Freelancing means freedom to choose your hours

Part of freelancing is choosing when and how you work. This can negatively impact other parts of your life if you’re not careful. Things like eating, socialising and sleeping can quickly fall by the wayside. 

As a freelancer, you have the freedom to choose your working hours, but you also have the freedom to choose when you sleep.

In fact, when you think about it – and dig into Reddit threads on freelancing and sleep to find a consensus – this control over your lifestyle is one of the major attractions of self-employment.

Are you most creative between 11pm and 3am? You can plan for that.

Knowing your priorities is a must if you want to find balance in work life.
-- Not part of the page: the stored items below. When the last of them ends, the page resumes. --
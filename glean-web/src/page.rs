use std::path::PathBuf;
use std::time::Duration;

use async_trait::async_trait;
use glean_common::{GleanError, Result};
use glean_http::{HttpClient, RequestOpts};
use scraper::{Html, Selector};
use url::Url;

/// Hostname reported for pages that did not come from a URL.
pub const LOCAL_SOURCE: &str = "local";

/// A loaded page: where it came from, its title, its markup and an optional
/// user selection.
#[derive(Debug, Clone)]
pub struct Page {
    pub url: Option<Url>,
    pub title: String,
    pub html: String,
    pub selection: Option<String>,
}

impl Page {
    /// Build a page from raw markup, reading the title out of `<title>`.
    pub fn from_html(url: Option<Url>, html: impl Into<String>) -> Self {
        let html = html.into();
        let title = parse_title(&html);
        Self {
            url,
            title,
            html,
            selection: None,
        }
    }

    pub fn with_selection(mut self, selection: impl Into<String>) -> Self {
        self.selection = Some(selection.into());
        self
    }

    /// Hostname of the page URL, or [`LOCAL_SOURCE`].
    pub fn source_host(&self) -> String {
        self.url
            .as_ref()
            .and_then(|u| u.host_str())
            .map(str::to_string)
            .unwrap_or_else(|| LOCAL_SOURCE.to_string())
    }
}

fn parse_title(html: &str) -> String {
    let doc = Html::parse_document(html);
    let Ok(sel) = Selector::parse("title") else {
        return String::new();
    };
    doc.select(&sel)
        .next()
        .map(|el| el.text().collect::<Vec<_>>().join(" "))
        .map(|t| t.split_whitespace().collect::<Vec<_>>().join(" "))
        .unwrap_or_default()
}

#[async_trait]
pub trait PageSource: Send + Sync {
    async fn load(&self) -> Result<Page>;

    /// Short human-readable description for logs.
    fn describe(&self) -> String;
}

/// Fetches a page over HTTP(S).
pub struct HttpPageSource {
    url: Url,
    client: HttpClient,
}

impl HttpPageSource {
    pub fn new(url: Url, timeout: Duration) -> Result<Self> {
        let client = HttpClient::new(url.as_str())
            .map_err(|e| GleanError::Page(e.to_string()))?
            .with_timeout(timeout);
        Ok(Self { url, client })
    }
}

#[async_trait]
impl PageSource for HttpPageSource {
    async fn load(&self) -> Result<Page> {
        tracing::info!(url = %self.url, "page.fetch.start");
        let resp = self
            .client
            .get_text("", RequestOpts::default())
            .await
            .map_err(|e| GleanError::Page(format!("could not fetch {}: {e}", self.url)))?;

        if !resp.is_success() {
            return Err(GleanError::Page(format!(
                "GET {} returned {}",
                self.url, resp.status
            )));
        }

        let page = Page::from_html(Some(self.url.clone()), resp.body);
        tracing::info!(url = %self.url, title = %page.title, bytes = page.html.len(), "page.fetch.done");
        Ok(page)
    }

    fn describe(&self) -> String {
        self.url.to_string()
    }
}

/// Reads a page from a local HTML file.
pub struct FilePageSource {
    path: PathBuf,
}

impl FilePageSource {
    pub fn new(path: impl Into<PathBuf>) -> Self {
        Self { path: path.into() }
    }
}

#[async_trait]
impl PageSource for FilePageSource {
    async fn load(&self) -> Result<Page> {
        let html = tokio::fs::read_to_string(&self.path)
            .await
            .map_err(|e| GleanError::Page(format!("{}: {e}", self.path.display())))?;
        tracing::debug!(path = %self.path.display(), bytes = html.len(), "page.file.read");
        Ok(Page::from_html(None, html))
    }

    fn describe(&self) -> String {
        self.path.display().to_string()
    }
}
After all, when it comes to how many hours of sleep a person needs to be at their best, everyone is different. Roger Federer famously snoozes on average 12 hours per day. Lebron James, too. Usain Bolt slept 9.5 to 10 hours a night and was known to wake up 30 minutes before breaking world records.

As neuroscientist Matthew Walker says, 

‘Sleep is probably the greatest legal performance enhancing drug that few [people] are abusing enough.’

Picasso slept from 2 to 10am

Here’s a neat chart that breaks down the daily routine of famous creatives. See how you compare. Are you more Maya Angelou or Kafka?



So, harking back to the question ‘Is sacrificing sleep ever actually good for business?’, the truth is that it’s complex. There are lots of variables, and only you can say whether foregoing sleep is ever truly ‘not an option’.

You might need to suffer a shortage one week, just be sure to give yourself sufficient time to recover. Because one thing is certain: healthy humans need regular sleep – and freelancers, while you are exceptional, you're no exception. The data proves it.